Years ago, Ross Perot said it best: "We need a country that comes from the people, not at the people."
I've long believed that the U.S. tax code is deliberately complex (and unfathomable to the layman). All the better to hide various loopholes for the rich therein.
I will be happy to close ALL the loopholes. charitable deductions, health insurance, mortgages, children, .....
You should be happy now, the economy is in the crapper, The poor are slightly poorer, but the rich are making much less, and a larger share of the total tax burden is falling farther down the ladder. Besides where do you get this idea that the truly weathy pay income taxes ? Income taxes are paid by people who work, those high tax rates on upper incomes are not taxes on the super rich, they are taxes on people trying to succeed and become rich.
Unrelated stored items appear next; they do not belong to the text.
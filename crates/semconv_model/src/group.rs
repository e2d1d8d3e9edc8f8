//! Semantic convention groups.
//!
//! A group is one entry of the top-level `groups:` sequence. The group
//! type drives which keys are allowed and which extra fields are carried;
//! the variants live in [`GroupKind`] so dispatch is explicit.

use std::fmt;

use indexmap::IndexMap;
use serde::Serialize;
use tracing::warn;

use crate::attribute::{
    parse_attributes, parse_stability_deprecated, Attribute, Stability,
};
use crate::constraints::{parse_constraints, AnyOf, Constraint};
use crate::doc::{Mapping, Node, Pos};
use crate::error::{Result, ValidationError};
use crate::validation::{check_no_missing_keys, validate_id, validate_keys, ValidationContext};

const BASE_ALLOWED_KEYS: &[&str] = &[
    "id",
    "type",
    "brief",
    "note",
    "prefix",
    "stability",
    "deprecated",
    "extends",
    "attributes",
    "constraints",
];

const SPAN_EXTRA_KEYS: &[&str] = &["events", "span_kind"];
const EVENT_EXTRA_KEYS: &[&str] = &["name"];
const METRIC_EXTRA_KEYS: &[&str] = &["metric_name", "unit", "instrument"];
const UNITS_ALLOWED_KEYS: &[&str] = &["id", "type", "brief", "members"];

/// The kind of span a span group describes.
#[derive(Debug, Clone, Copy, PartialEq, Eq, Serialize)]
#[serde(rename_all = "snake_case")]
pub enum SpanKind {
    Empty,
    Client,
    Server,
    Producer,
    Consumer,
    Internal,
}

impl SpanKind {
    fn parse(value: &str) -> Option<Self> {
        match value {
            "client" => Some(SpanKind::Client),
            "server" => Some(SpanKind::Server),
            "producer" => Some(SpanKind::Producer),
            "consumer" => Some(SpanKind::Consumer),
            "internal" => Some(SpanKind::Internal),
            _ => None,
        }
    }
}

/// A metric instrument.
#[derive(Debug, Clone, Copy, PartialEq, Eq, Serialize)]
#[serde(rename_all = "snake_case")]
pub enum Instrument {
    Counter,
    UpDownCounter,
    Histogram,
    Gauge,
}

impl Instrument {
    pub fn parse(value: &str) -> Option<Self> {
        match value {
            "counter" => Some(Instrument::Counter),
            "updowncounter" => Some(Instrument::UpDownCounter),
            "histogram" => Some(Instrument::Histogram),
            "gauge" => Some(Instrument::Gauge),
            _ => None,
        }
    }

    /// The API-level instrument name.
    pub fn canonical_name(&self) -> &'static str {
        match self {
            Instrument::Counter => "Counter",
            Instrument::UpDownCounter => "UpDownCounter",
            Instrument::Histogram => "Histogram",
            Instrument::Gauge => "Gauge",
        }
    }
}

impl fmt::Display for Instrument {
    fn fmt(&self, f: &mut fmt::Formatter<'_>) -> fmt::Result {
        match self {
            Instrument::Counter => write!(f, "counter"),
            Instrument::UpDownCounter => write!(f, "updowncounter"),
            Instrument::Histogram => write!(f, "histogram"),
            Instrument::Gauge => write!(f, "gauge"),
        }
    }
}

/// One entry of a units group.
#[derive(Debug, Clone, PartialEq, Serialize)]
pub struct UnitMember {
    pub id: String,
    pub brief: String,
    pub value: String,
    #[serde(skip)]
    pub position: Pos,
}

impl UnitMember {
    fn parse(node: Option<&Node>, ctx: &ValidationContext) -> Result<IndexMap<String, UnitMember>> {
        let mut members = IndexMap::new();
        let Some(node) = node else {
            return Ok(members);
        };
        let nodes = node.as_seq().ok_or_else(|| {
            ValidationError::new(node.pos, "members must be a sequence", None)
        })?;
        for member_node in nodes {
            let map = member_node.as_map().ok_or_else(|| {
                ValidationError::new(member_node.pos, "unit member must be a mapping", None)
            })?;
            validate_keys(map, member_node.pos, &["id", "brief", "value"], ctx)?;
            check_no_missing_keys(map, member_node.pos, &["id", "brief", "value"], ctx)?;
            let member = UnitMember {
                id: map
                    .get("id")
                    .and_then(|n| n.scalar_to_string())
                    .map(|s| s.trim().to_owned())
                    .unwrap_or_default(),
                brief: map
                    .get("brief")
                    .and_then(|n| n.scalar_to_string())
                    .map(|s| s.trim().to_owned())
                    .unwrap_or_default(),
                value: map
                    .get("value")
                    .and_then(|n| n.scalar_to_string())
                    .unwrap_or_default(),
                position: map.first_key_pos().unwrap_or(member_node.pos),
            };
            validate_id(&member.id, member.position, ctx)?;
            members.insert(member.id.clone(), member);
        }
        Ok(members)
    }
}

/// Group-type specific payload.
#[derive(Debug, Clone, PartialEq, Serialize)]
#[serde(rename_all = "snake_case", tag = "type")]
pub enum GroupKind {
    AttributeGroup,
    Span {
        span_kind: SpanKind,
    },
    Event {
        name: String,
    },
    Metric {
        metric_name: String,
        unit: String,
        instrument: Instrument,
    },
    MetricGroup,
    Resource,
    Scope,
    Units {
        members: IndexMap<String, UnitMember>,
    },
}

impl GroupKind {
    pub fn type_name(&self) -> &'static str {
        match self {
            GroupKind::AttributeGroup => "attribute_group",
            GroupKind::Span { .. } => "span",
            GroupKind::Event { .. } => "event",
            GroupKind::Metric { .. } => "metric",
            GroupKind::MetricGroup => "metric_group",
            GroupKind::Resource => "resource",
            GroupKind::Scope => "scope",
            GroupKind::Units { .. } => "units",
        }
    }

    pub fn is_event(&self) -> bool {
        matches!(self, GroupKind::Event { .. })
    }

    pub fn is_metric(&self) -> bool {
        matches!(self, GroupKind::Metric { .. })
    }
}

/// A parsed semantic convention group.
#[derive(Debug, Clone, PartialEq, Serialize)]
pub struct Group {
    pub semconv_id: String,
    pub kind: GroupKind,
    pub brief: String,
    pub note: String,
    pub prefix: String,
    pub stability: Option<Stability>,
    pub deprecated: Option<String>,
    pub extends: String,
    /// Event group ids attached to a span group, validated at resolution.
    pub events: Vec<String>,
    pub constraints: Vec<Constraint>,
    pub attrs_by_name: IndexMap<String, Attribute>,
    #[serde(skip)]
    pub position: Pos,
}

impl Group {
    /// Non-template attributes, sorted by fully-qualified name.
    pub fn attributes(&self) -> Vec<&Attribute> {
        self.select_attributes(Some(false))
    }

    /// Template attributes, sorted by fully-qualified name.
    pub fn attribute_templates(&self) -> Vec<&Attribute> {
        self.select_attributes(Some(true))
    }

    /// All attributes, sorted by fully-qualified name.
    pub fn attributes_and_templates(&self) -> Vec<&Attribute> {
        self.select_attributes(None)
    }

    fn select_attributes(&self, templates: Option<bool>) -> Vec<&Attribute> {
        let mut attrs: Vec<&Attribute> = self
            .attrs_by_name
            .values()
            .filter(|attr| templates.map_or(true, |t| t == attr.is_template()))
            .collect();
        attrs.sort_by(|a, b| a.fqn.cmp(&b.fqn));
        attrs
    }

    /// Whether an equivalent attribute is already part of this group.
    pub fn contains_attribute(&self, attr: &Attribute) -> bool {
        self.attrs_by_name
            .values()
            .any(|local| local.equivalent_to(attr))
    }

    /// Whether the attribute takes part in any resolved `any_of` choice set.
    pub fn has_attribute_constraint(&self, attr: &Attribute) -> bool {
        self.any_of_constraints().any(|any_of| {
            any_of
                .choice_list_attributes
                .iter()
                .flatten()
                .any(|candidate| candidate.equivalent_to(attr))
        })
    }

    pub fn any_of_constraints(&self) -> impl Iterator<Item = &AnyOf> {
        self.constraints.iter().filter_map(|c| match c {
            Constraint::AnyOf(any_of) => Some(any_of),
            _ => None,
        })
    }
}

/// Parse a whole conventions document: a mapping with a `groups:` sequence.
pub fn parse_groups(node: &Node, ctx: &ValidationContext) -> Result<Vec<Group>> {
    let map = node.as_map().ok_or_else(|| {
        ValidationError::new(node.pos, "conventions document must be a mapping", None)
    })?;
    let groups_node = map.get("groups").ok_or_else(|| {
        ValidationError::new(node.pos, "Missing keys: [groups]", None)
    })?;
    let group_nodes = groups_node.as_seq().ok_or_else(|| {
        ValidationError::new(groups_node.pos, "groups must be a sequence", None)
    })?;

    let mut groups = Vec::with_capacity(group_nodes.len());
    for group_node in group_nodes {
        groups.push(parse_group(group_node, ctx)?);
    }
    Ok(groups)
}

fn parse_group(node: &Node, ctx: &ValidationContext) -> Result<Group> {
    let map = node.as_map().ok_or_else(|| {
        ValidationError::new(node.pos, "group must be a mapping", None)
    })?;
    let position = map.first_key_pos().unwrap_or(node.pos);
    let id = map
        .get("id")
        .and_then(|n| n.scalar_to_string())
        .map(|s| s.trim().to_owned())
        .unwrap_or_default();

    let type_value = map.get("type").and_then(|n| n.scalar_to_string());
    if type_value.is_none() {
        warn!(
            "Please set the type for group '{}' on line {} - defaulting to type 'span'",
            id,
            map.key_pos("id").map(|p| p.line).unwrap_or(position.line)
        );
    }
    let type_name = type_value.as_deref().unwrap_or("span");

    let extra_keys: &[&str] = match type_name {
        "span" => SPAN_EXTRA_KEYS,
        "event" => EVENT_EXTRA_KEYS,
        "metric" => METRIC_EXTRA_KEYS,
        "attribute_group" | "metric_group" | "resource" | "scope" => &[],
        "units" => {
            validate_keys(map, position, UNITS_ALLOWED_KEYS, ctx)?;
            check_no_missing_keys(map, position, &["id", "brief"], ctx)?;
            let members = UnitMember::parse(map.get("members"), ctx)?;
            validate_id(&id, position, ctx)?;
            return Ok(Group {
                semconv_id: id,
                kind: GroupKind::Units { members },
                brief: map
                    .get("brief")
                    .and_then(|n| n.scalar_to_string())
                    .map(|s| s.trim().to_owned())
                    .unwrap_or_default(),
                note: String::new(),
                prefix: String::new(),
                stability: None,
                deprecated: None,
                extends: String::new(),
                events: Vec::new(),
                constraints: Vec::new(),
                attrs_by_name: IndexMap::new(),
                position,
            });
        }
        other => {
            let pos = map
                .key_pos("type")
                .or_else(|| map.key_pos("id"))
                .unwrap_or(position);
            return Err(ValidationError::new(
                pos,
                format!("Invalid value for semantic convention type: {}", other),
                Some(&id),
            )
            .into());
        }
    };

    let allowed: Vec<&str> = BASE_ALLOWED_KEYS
        .iter()
        .chain(extra_keys)
        .copied()
        .collect();
    validate_keys(map, position, &allowed, ctx)?;
    check_no_missing_keys(map, position, &["id", "brief"], ctx)?;
    validate_id(&id, position, ctx)?;

    let prefix = map
        .get("prefix")
        .and_then(|n| n.scalar_to_string())
        .map(|s| s.trim().to_owned())
        .unwrap_or_default();
    if !prefix.is_empty() {
        validate_id(&prefix, position, ctx)?;
    }

    let (stability, deprecated) = parse_stability_deprecated(map, position, ctx)?;
    let attrs_by_name = parse_attributes(&prefix, stability, map.get("attributes"), ctx)?;
    let constraints = parse_constraints(map.get("constraints"), ctx)?;

    let kind = match type_name {
        "span" => parse_span_kind(map, position, &id)?,
        "event" => {
            let name = map
                .get("name")
                .and_then(|n| n.scalar_to_string())
                .unwrap_or_else(|| prefix.clone());
            if name.is_empty() {
                return Err(ValidationError::new(
                    position,
                    "Event must define at least one of name or prefix",
                    Some(&id),
                )
                .into());
            }
            GroupKind::Event { name }
        }
        "metric" => parse_metric(map, position, &id)?,
        "metric_group" => GroupKind::MetricGroup,
        "attribute_group" => GroupKind::AttributeGroup,
        "resource" => GroupKind::Resource,
        "scope" => GroupKind::Scope,
        _ => unreachable!("group type validated above"),
    };

    let events = match map.get("events") {
        Some(events_node) => {
            let nodes = events_node.as_seq().ok_or_else(|| {
                ValidationError::new(events_node.pos, "events must be a sequence", Some(&id))
            })?;
            nodes
                .iter()
                .map(|n| {
                    n.scalar_to_string().ok_or_else(|| {
                        ValidationError::new(n.pos, "events expects group ids", Some(&id)).into()
                    })
                })
                .collect::<Result<Vec<String>>>()?
        }
        None => Vec::new(),
    };

    Ok(Group {
        semconv_id: id,
        kind,
        brief: map
            .get("brief")
            .and_then(|n| n.scalar_to_string())
            .map(|s| s.trim().to_owned())
            .unwrap_or_default(),
        note: map
            .get("note")
            .and_then(|n| n.scalar_to_string())
            .map(|s| s.trim().to_owned())
            .unwrap_or_default(),
        prefix,
        stability,
        deprecated,
        extends: map
            .get("extends")
            .and_then(|n| n.scalar_to_string())
            .map(|s| s.trim().to_owned())
            .unwrap_or_default(),
        events,
        constraints,
        attrs_by_name,
        position,
    })
}

fn parse_span_kind(map: &Mapping, position: Pos, id: &str) -> Result<GroupKind> {
    let span_kind = match map.get("span_kind").and_then(|n| n.scalar_to_string()) {
        None => SpanKind::Empty,
        Some(raw) => SpanKind::parse(&raw).ok_or_else(|| {
            ValidationError::new(
                map.key_pos("span_kind").unwrap_or(position),
                format!("Invalid value for span_kind: {}", raw),
                Some(id),
            )
        })?,
    };
    Ok(GroupKind::Span { span_kind })
}

fn parse_metric(map: &Mapping, position: Pos, id: &str) -> Result<GroupKind> {
    let metric_name = map.get("metric_name").and_then(|n| n.scalar_to_string());
    let unit = map.get("unit").and_then(|n| n.scalar_to_string());
    let instrument_raw = map.get("instrument").and_then(|n| n.scalar_to_string());
    let (Some(metric_name), Some(unit), Some(instrument_raw)) =
        (metric_name, unit, instrument_raw)
    else {
        return Err(ValidationError::new(
            position,
            "All of metric_name, units, and instrument must be defined",
            Some(id),
        )
        .into());
    };
    let instrument = Instrument::parse(&instrument_raw).ok_or_else(|| {
        ValidationError::new(
            map.key_pos("instrument").unwrap_or(position),
            format!("Instrument '{}' is not a valid instrument name", instrument_raw),
            Some(id),
        )
    })?;
    Ok(GroupKind::Metric {
        metric_name,
        unit,
        instrument,
    })
}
It is trivial to make the tax system "fairer" - make everyone poor. You want fair, exempt all income under 40K a year, and set the tax rate on the rest at 15% for everyone with no deductions for anything. Regardless, the effect of various taxes on the economy have been fairly thoroughly studied - including by Romer. The more "progressive" the tax code the more negative its impact on the economy. The most regressive taxes - sales taxes and consumption taxes have negligible economic impact, but they hit the worst off the hardest. While small changes in corporate taxes, capital gains taxes, and upper margin taxes have economic effects that dwarf the taxes themselves. Tax cuts on the so called wealthy may be a small net loss to the treasury, but they are a big net gain for ALL of the rest of us.